One of the things as parents we have to do is foster those dreams. I know this sounds like an obvious thing to say, but it is often one of the hardest things about being a parent. Your kids are different then you and you may not be able to understand or even agree with what they want. The thing is, you still have to foster their hopes and dreams because having purpose is crucial to success. Success may mean different things to different people, but you will never be able to define another person’s success, or at least what it means to them.
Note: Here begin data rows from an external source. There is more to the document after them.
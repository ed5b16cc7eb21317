//! Decision tree ensembles

use super::{argmax, check_width, ClassLabel, InputSchema, ModelError, Predictor};
use serde::{Deserialize, Serialize};

/// Marker for a missing child in the node arrays
const LEAF: i64 = -1;

/// A binary decision tree in flat node-array layout.
///
/// Node `i` is a leaf when both children are [`LEAF`]; otherwise rows with
/// `row[feature[i]] <= threshold[i]` go left. Children always come after
/// their parent, so traversal terminates.
#[derive(Debug, Clone, PartialEq, Serialize, Deserialize)]
pub struct Tree {
    pub children_left: Vec<i64>,
    pub children_right: Vec<i64>,
    pub feature: Vec<i64>,
    pub threshold: Vec<f64>,
    /// Per-node output: class weights for classifiers, one value for
    /// regressors
    pub value: Vec<Vec<f64>>,
}

impl Tree {
    fn validate(&self, width: usize, outputs: usize) -> Result<(), String> {
        let n = self.children_left.len();
        if n == 0 {
            return Err("tree has no nodes".to_string());
        }
        if [
            self.children_right.len(),
            self.feature.len(),
            self.threshold.len(),
            self.value.len(),
        ]
        .iter()
        .any(|&len| len != n)
        {
            return Err("tree node arrays differ in length".to_string());
        }

        for node in 0..n {
            let (left, right) = (self.children_left[node], self.children_right[node]);
            if left == LEAF && right == LEAF {
                if self.value[node].len() != outputs {
                    return Err(format!(
                        "leaf {} has {} outputs, expected {}",
                        node,
                        self.value[node].len(),
                        outputs
                    ));
                }
                continue;
            }
            for child in [left, right] {
                if child <= node as i64 || child >= n as i64 {
                    return Err(format!("node {} has invalid child {}", node, child));
                }
            }
            let feature = self.feature[node];
            if feature < 0 || feature as usize >= width {
                return Err(format!("node {} splits on feature {} of {}", node, feature, width));
            }
        }
        Ok(())
    }

    /// Output of the leaf reached by `row`
    fn leaf(&self, row: &[f64]) -> &[f64] {
        let mut node = 0usize;
        while self.children_left[node] != LEAF {
            let feature = self.feature[node] as usize;
            node = if row[feature] <= self.threshold[node] {
                self.children_left[node] as usize
            } else {
                self.children_right[node] as usize
            };
        }
        &self.value[node]
    }

    fn max_feature(&self) -> Option<usize> {
        self.feature
            .iter()
            .zip(&self.children_left)
            .filter(|&(_, &left)| left != LEAF)
            .filter_map(|(&f, _)| usize::try_from(f).ok())
            .max()
    }
}

/// Width recorded in `inputs`, else the smallest width every split fits in
fn ensemble_width(inputs: &InputSchema, trees: &[Tree]) -> Result<usize, String> {
    let from_splits = trees
        .iter()
        .filter_map(Tree::max_feature)
        .max()
        .map(|f| f + 1);
    match inputs.resolve_width(None) {
        Ok(width) => Ok(width),
        Err(_) => from_splits.ok_or_else(|| "input width is not recorded".to_string()),
    }
}

/// Averaged-probability tree ensemble classifier
#[derive(Debug, Clone, PartialEq, Serialize, Deserialize)]
pub struct ForestClassifier {
    pub classes: Vec<ClassLabel>,
    pub trees: Vec<Tree>,
    #[serde(default)]
    pub inputs: InputSchema,
    #[serde(skip)]
    width: usize,
}

impl ForestClassifier {
    pub fn new(classes: Vec<ClassLabel>, trees: Vec<Tree>, inputs: InputSchema) -> Result<Self, String> {
        Self {
            classes,
            trees,
            inputs,
            width: 0,
        }
        .validated()
    }

    pub(crate) fn validated(mut self) -> Result<Self, String> {
        if self.trees.is_empty() {
            return Err("ensemble has no trees".to_string());
        }
        if self.classes.is_empty() {
            return Err("classifier has no classes".to_string());
        }
        self.width = ensemble_width(&self.inputs, &self.trees)?;
        for (i, tree) in self.trees.iter().enumerate() {
            tree.validate(self.width, self.classes.len())
                .map_err(|e| format!("tree {}: {}", i, e))?;
        }
        Ok(self)
    }
}

impl Predictor for ForestClassifier {
    fn kind(&self) -> &'static str {
        "ForestClassifier"
    }

    fn inputs(&self) -> &InputSchema {
        &self.inputs
    }

    fn n_features_in(&self) -> Option<usize> {
        Some(self.width)
    }

    fn predict(&self, row: &[f64]) -> Result<ClassLabel, ModelError> {
        check_width(self.kind(), self.width, row)?;

        let mut proba = vec![0.0; self.classes.len()];
        for tree in &self.trees {
            let weights = tree.leaf(row);
            let total: f64 = weights.iter().sum();
            let norm = if total > 0.0 { total } else { 1.0 };
            for (p, w) in proba.iter_mut().zip(weights) {
                *p += w / norm;
            }
        }

        let index = argmax(&proba).ok_or_else(|| ModelError::Runtime("no class probabilities".to_string()))?;
        Ok(self.classes[index].clone())
    }
}

/// Mean-of-leaves tree ensemble regressor
#[derive(Debug, Clone, PartialEq, Serialize, Deserialize)]
pub struct ForestRegressor {
    pub trees: Vec<Tree>,
    #[serde(default)]
    pub inputs: InputSchema,
    #[serde(skip)]
    width: usize,
}

impl ForestRegressor {
    pub fn new(trees: Vec<Tree>, inputs: InputSchema) -> Result<Self, String> {
        Self {
            trees,
            inputs,
            width: 0,
        }
        .validated()
    }

    pub(crate) fn validated(mut self) -> Result<Self, String> {
        if self.trees.is_empty() {
            return Err("ensemble has no trees".to_string());
        }
        self.width = ensemble_width(&self.inputs, &self.trees)?;
        for (i, tree) in self.trees.iter().enumerate() {
            tree.validate(self.width, 1)
                .map_err(|e| format!("tree {}: {}", i, e))?;
        }
        Ok(self)
    }
}

impl Predictor for ForestRegressor {
    fn kind(&self) -> &'static str {
        "ForestRegressor"
    }

    fn inputs(&self) -> &InputSchema {
        &self.inputs
    }

    fn n_features_in(&self) -> Option<usize> {
        Some(self.width)
    }

    fn predict(&self, row: &[f64]) -> Result<ClassLabel, ModelError> {
        check_width(self.kind(), self.width, row)?;
        let sum: f64 = self.trees.iter().map(|tree| tree.leaf(row)[0]).sum();
        Ok(ClassLabel::Number(sum / self.trees.len() as f64))
    }
}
What makes a successful society? The altruistic model of looking at a successful society would say that the mark of a great society is how they take care of their disadvantaged. The practical model would say that having every member of said society contribute in some way minimizes charity and adds to the stability. Globally, for a society to be successful everyone in that society has a role to play and in our society that means employment. Much has been written about employment rates as predictors of economic growth and the strength of a countries economy. In our time, employment isn’t just about a job, but having a purpose. Unfortunately, it has also been clear that the type of employment and pay vary greatly based on gender, race and zip code.
At this point, I suspect, most of you reading this are asking your selves why I titled this blog “The Great Equalizer”. To begin, we have to ask ourselves, what is the largest minority in this country, and the world for that matter. I will give you a hint, it is a portion of society that does not discriminate based on color, gender, or zip code. Since much of what I write about is disability advocacy you can correctly assume it is our disabled brothers and sisters that make up this minority.
While we talk about nationwide unemployment rates hovering around 5%, it is not an accurate reflection of all of society. In 2014 a study found that the number of people with disabilities in the U.S. who were actually employed was 12.9%. That isn’t unemployment, that is employment of people ages 18-64 who are classified as having a disability. What is also pertinent is that this rate isn’t affected by gender. In most studies, including US census data your employment opportunities are not affected by your gender if you have a disability.
This means based on the study, only 2.1 million out of 16.3 million (or about 1 in 8), civilian, non-institutionalized men and women with a work limitation, aged 18-64 in the United States were employed. This is really important because it’s not only hard on the individuals, but the Social Security and disability trust fund almost went bust in 2016, and was saved only by funds being diverted. Unfortunately, it is on track to go bust again by 2023. With more then 14 million people with a disability who aren’t employed collecting benefits, its hard not to believe this is important.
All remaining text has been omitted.